I am a psychologist in Western South Dakota. Although we were supposed to have an easier time because “we never shut down” we are also experiencing surges in people seeking services. We were underserved to start with so waitlists are now months long. We have to turn away clients on a regular basis. Things have become so severe that our office has been getting phone calls from SD’s largest metropolitan area, Sioux Falls, to see if we have availability. Parents have literally said that they would drive their children 340 miles across state once a week for their child’s therapy. We have also been frustrated when trying to find long-term care for our clients with severe conditions. Although a few of my clients did not want to switch to telehealth, many did. As a matter of fact, I kept a full schedule even though I was 100% telehealth two weeks after the start of the pandemic. For those clients that switched they were very consistent and my no-show/cancellation rate dropped dramatically. Because of this, I was unable to take the same number of new patients which were available in great supply.

Lea Boriskin
May 6, 2021 3:40 pm

The question is whether this report is only based on those who seek therapy covered by insurance. Since many therapists are no longer taking low paying insurances, patients are having trouble obtaining therapy and are therefore not included the report. They are constantly stressing about the long waitlists for therapy and overwhelmed with their symptoms.

Sandra Blase
May 6, 2021 3:49 pm

Many people who lost jobs also lost insurance coverage which would have impacted their ability to seek mental health services. Children with ADHD would not have struggled with school structures as much on home programs but their educational development would have suffered.

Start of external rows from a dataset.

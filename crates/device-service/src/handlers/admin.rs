//! Admin handlers for device management.
//!
//! - `GET /device-management/users` - Per-account device summaries
//! - `GET /device-management/users/{id}/devices` - One account's devices
//! - `PUT /device-management/users/{id}/reset` - Reset an account
//! - `DELETE /device-management/devices/{id}` - Remove one device
//! - `GET /device-management/stats` - Aggregate statistics
//! - `GET /device-management/limit` - Read the global limit
//! - `PUT /device-management/limit` - Update the limit (with sweep)

use crate::errors::DmError;
use crate::models::{
    AccountDevicesResponse, AccountDevicesSummary, AccountListQuery, AccountListResponse,
    BreakdownEntry, DeviceStatsResponse, DeviceStatusFilter, DeviceSummary, LimitResponse,
    ResetDevicesResponse, UpdateLimitRequest, UpdateLimitResponse,
};
use crate::repositories::{accounts, devices};
use crate::routes::AppState;
use crate::services::admission;
use axum::{
    extract::{Path, Query, State},
    Extension, Json,
};
use common::jwt::UserClaims;
use common::types::{PageMeta, PageParams};
use std::sync::Arc;
use tracing::{info, instrument, warn};
use uuid::Uuid;

/// Handler for GET /device-management/users
///
/// Paginated per-account device summaries, searchable by name or email
/// and filterable by over/under-limit status.
#[instrument(
    skip_all,
    name = "dms.admin.list_accounts",
    fields(method = "GET", endpoint = "/device-management/users")
)]
pub async fn list_accounts(
    State(state): State<Arc<AppState>>,
    Extension(claims): Extension<UserClaims>,
    Query(query): Query<AccountListQuery>,
) -> Result<Json<AccountListResponse>, DmError> {
    ensure_admin(&claims)?;

    let filter = DeviceStatusFilter::parse(query.device_status.as_deref()).ok_or_else(|| {
        DmError::Validation(
            "deviceStatus must be 'all', 'over_limit', or 'under_limit'".to_string(),
        )
    })?;

    let search = query
        .search
        .as_deref()
        .map(str::trim)
        .filter(|s| !s.is_empty());

    let params = PageParams {
        page: query.page,
        limit: query.limit,
    };
    let (page, limit) = params.resolve();

    let device_limit = state.limits.get().await;
    let rows = devices::account_summaries(
        &state.pool,
        search,
        filter,
        device_limit,
        limit,
        params.offset(),
    )
    .await?;

    let total = rows.first().map_or(0, |row| row.total_count);
    let accounts = rows
        .into_iter()
        .map(|row| AccountDevicesSummary::from_row(row, device_limit))
        .collect();

    Ok(Json(AccountListResponse {
        accounts,
        pagination: PageMeta::new(page, limit, total),
        device_limit,
    }))
}

/// Handler for GET /device-management/users/{id}/devices
///
/// All registrations for one account, active and inactive.
#[instrument(
    skip_all,
    name = "dms.admin.account_devices",
    fields(method = "GET", endpoint = "/device-management/users/{id}/devices")
)]
pub async fn account_devices(
    State(state): State<Arc<AppState>>,
    Extension(claims): Extension<UserClaims>,
    Path(account_id): Path<Uuid>,
) -> Result<Json<AccountDevicesResponse>, DmError> {
    ensure_admin(&claims)?;

    accounts::get_by_id(&state.pool, account_id)
        .await?
        .ok_or_else(|| DmError::NotFound("Account not found".to_string()))?;

    let devices = devices::list_for_account(&state.pool, account_id).await?;

    Ok(Json(AccountDevicesResponse {
        account_id,
        devices: devices.into_iter().map(DeviceSummary::from).collect(),
    }))
}

/// Handler for PUT /device-management/users/{id}/reset
///
/// Deactivate all of an account's devices. Idempotent: resetting an
/// already-reset account reports a zero count and succeeds.
#[instrument(
    skip_all,
    name = "dms.admin.reset_account",
    fields(method = "PUT", endpoint = "/device-management/users/{id}/reset")
)]
pub async fn reset_account(
    State(state): State<Arc<AppState>>,
    Extension(claims): Extension<UserClaims>,
    Path(account_id): Path<Uuid>,
) -> Result<Json<ResetDevicesResponse>, DmError> {
    ensure_admin(&claims)?;

    accounts::get_by_id(&state.pool, account_id)
        .await?
        .ok_or_else(|| DmError::NotFound("Account not found".to_string()))?;

    let reset_count = admission::reset_account_devices(&state.pool, account_id).await?;

    Ok(Json(ResetDevicesResponse { reset_count }))
}

/// Handler for DELETE /device-management/devices/{id}
///
/// Deactivate a single registration. 404 if it is absent or already
/// inactive; the row itself is retained for audit.
#[instrument(
    skip_all,
    name = "dms.admin.remove_device",
    fields(method = "DELETE", endpoint = "/device-management/devices/{id}")
)]
pub async fn remove_device(
    State(state): State<Arc<AppState>>,
    Extension(claims): Extension<UserClaims>,
    Path(device_id): Path<Uuid>,
) -> Result<Json<DeviceSummary>, DmError> {
    ensure_admin(&claims)?;

    let device = admission::remove_device(&state.pool, device_id).await?;

    Ok(Json(DeviceSummary::from(device)))
}

/// Handler for GET /device-management/stats
///
/// Totals, per-platform and per-browser breakdowns of active devices,
/// the count of accounts currently over the limit, and the limit itself.
#[instrument(
    skip_all,
    name = "dms.admin.stats",
    fields(method = "GET", endpoint = "/device-management/stats")
)]
pub async fn device_stats(
    State(state): State<Arc<AppState>>,
    Extension(claims): Extension<UserClaims>,
) -> Result<Json<DeviceStatsResponse>, DmError> {
    ensure_admin(&claims)?;

    let (total_devices, active_devices, inactive_devices) = devices::totals(&state.pool).await?;
    let device_limit = state.limits.get().await;
    let accounts_over_limit = devices::count_accounts_over_limit(&state.pool, device_limit).await?;

    let by_platform = devices::breakdown_by_platform(&state.pool)
        .await?
        .into_iter()
        .map(|(name, count)| BreakdownEntry { name, count })
        .collect();

    let by_browser = devices::breakdown_by_browser(&state.pool)
        .await?
        .into_iter()
        .map(|(name, count)| BreakdownEntry { name, count })
        .collect();

    Ok(Json(DeviceStatsResponse {
        total_devices,
        active_devices,
        inactive_devices,
        by_platform,
        by_browser,
        accounts_over_limit,
        device_limit,
    }))
}

/// Handler for GET /device-management/limit
#[instrument(
    skip_all,
    name = "dms.admin.get_limit",
    fields(method = "GET", endpoint = "/device-management/limit")
)]
pub async fn get_limit(
    State(state): State<Arc<AppState>>,
    Extension(claims): Extension<UserClaims>,
) -> Result<Json<LimitResponse>, DmError> {
    ensure_admin(&claims)?;

    Ok(Json(LimitResponse {
        limit: state.limits.get().await,
    }))
}

/// Handler for PUT /device-management/limit
///
/// Update the global device limit. The update persists the new value and
/// then sweeps accounts whose active-device count exceeds it; the
/// response reports how many accounts were reset so the caller can show
/// the impact.
#[instrument(
    skip_all,
    name = "dms.admin.update_limit",
    fields(method = "PUT", endpoint = "/device-management/limit")
)]
pub async fn update_limit(
    State(state): State<Arc<AppState>>,
    Extension(claims): Extension<UserClaims>,
    Json(request): Json<UpdateLimitRequest>,
) -> Result<Json<UpdateLimitResponse>, DmError> {
    ensure_admin(&claims)?;

    let update = state.limits.set(request.new_limit).await?;

    info!(
        target: "dms.handlers.admin",
        limit = update.limit,
        reset_users = update.reset_accounts,
        "Device limit updated by admin"
    );

    Ok(Json(UpdateLimitResponse {
        limit: update.limit,
        reset_users_count: update.reset_accounts,
    }))
}

/// Require an admin role on the authenticated claims.
fn ensure_admin(claims: &UserClaims) -> Result<(), DmError> {
    if claims.is_admin() {
        return Ok(());
    }

    warn!(
        target: "dms.handlers.admin",
        role = %claims.role,
        "Non-admin attempted a device admin operation"
    );
    Err(DmError::Forbidden(
        "Insufficient permissions for this operation".to_string(),
    ))
}

#[cfg(test)]
#[allow(clippy::unwrap_used, clippy::expect_used)]
mod tests {
    use super::*;

    fn claims(role: &str) -> UserClaims {
        UserClaims {
            sub: Uuid::new_v4().to_string(),
            role: role.to_string(),
            exp: 0,
            iat: 0,
        }
    }

    #[test]
    fn test_ensure_admin() {
        assert!(ensure_admin(&claims("admin")).is_ok());
        assert!(ensure_admin(&claims("super_admin")).is_ok());
        assert!(matches!(
            ensure_admin(&claims("student")),
            Err(DmError::Forbidden(_))
        ));
    }
}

The report findings will, I hope, be nuanced, because the conclusions don’t match my clinical experience. We had a big increase in demand for services, so much so that we had to hire more clinicians. The availability of remote sessions made a significant positive difference on whether consumers could start or continue sessions. Many are hoping that remote sessions can continue.

Dale Seamans
May 10, 2021 5:30 pm

Thank you for your interest in our report and for taking the time to comment. As noted in another response, our data analysis was based on 27 million members from across the country, translating to 63 claims, and not all states reflected the national average.

Ed Schmookler, PhD
May 6, 2021 4:13 pm

In my practice there has been increased suicidal thinking , especially among those with attachment trauma, who are isolated.

Gloria S Rothenberg, PhD
May 6, 2021 4:34 pm

This is partially due to the challenges in providing teletherapy services to children and older adults. Children generally need more interactive or play-oriented interventions that are difficult to deliver online. Older adults may be less tech-savvy and therefore less inclined to engage in or access teletherapy.

Diana Rubin
May 8, 2021 6:04 pm

Thank you! This is exactly what I have found too.

Joel S. Richman, Ph.D.
May 6, 2021 4:57 pm

Interesting results, but not what I have been experiencing. True, starting in March/April of 2020 and throughout most of 2020, I was not getting new referrals and therefore not adding to an increased rate of diagnoses. However during this period, my existing patients of all ages both recent and past, were experiencing greater stress and difficulty adapting to the new world created by the pandemic. Thus, I was being called upon to see my existing patients more frequently than prior to the pandemic, resulting in more mental health visits albeit by telehealth. Also, I have observed that since early in 2021, as a solo practitioner, I have been receiving 3-5 calls per week from new patients using insurance company website clinician lists who are asking to be seen. Because I and many other clinicians have been so fully booked since the beginning of the pandemic with existing patients, these new patients and therefore the new diagnoses rate which should be going up, may be being held down due to the shortage of clinician availability. There is still much to be learned.

Shaun Griffen
May 6, 2021 5:06 pm

Hi, I’m a practice manager for a small group of therapists in southern California . A couple of things this makes me think about with regard to “why people are not accessing services when they need them the most:”
Our patients report that it has been very difficult over this past year to access their behavioral health benefits through their insurance, as many therapists are “not taking new patients,” in large part due to the increased volume of referrals (that can be attributed to pandemic-related causes). MANY patients resort to seeking care outside their insurance, so their diagnoses would seemingly not be included in these statistics. Additionally, as insurance contract rates remain so much lower than cash-pay rates, many therapists cannot afford to provide services through insurance contracts, so many panels do not have enough therapists to manage the volume of behavioral health needs, even prior to Covid-19.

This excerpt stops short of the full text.